- [Your goal] Scan the listing below. Report each line that includes "config".

- [Information given]
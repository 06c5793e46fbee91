//! Log output setup.
//!
//! Logs go to stderr so that command output on stdout stays machine
//! readable. `RUST_LOG` takes precedence over `[logging].level`.

use anyhow::{anyhow, Result};
use tracing_subscriber::{fmt, prelude::*, EnvFilter};

use crate::config::LoggingConfig;

/// Install the global subscriber. Fails if one is already installed.
pub fn init(config: &LoggingConfig) -> Result<()> {
    let filter = EnvFilter::try_from_default_env().unwrap_or_else(|_| EnvFilter::new(&config.level));

    let subscriber = tracing_subscriber::registry().with(filter);

    if config.json {
        subscriber
            .with(fmt::layer().json().with_writer(std::io::stderr))
            .try_init()
            .map_err(|e| anyhow!("Failed to init logging: {}", e))?;
    } else {
        subscriber
            .with(fmt::layer().with_writer(std::io::stderr))
            .try_init()
            .map_err(|e| anyhow!("Failed to init logging: {}", e))?;
    }

    Ok(())
}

- [Answer to this exercise]
use crate::config::LoggingConfig;
pub fn init(config: &LoggingConfig) -> Result<()> {
    let filter = EnvFilter::try_from_default_env().unwrap_or_else(|_| EnvFilter::new(&config.level));
    if config.json {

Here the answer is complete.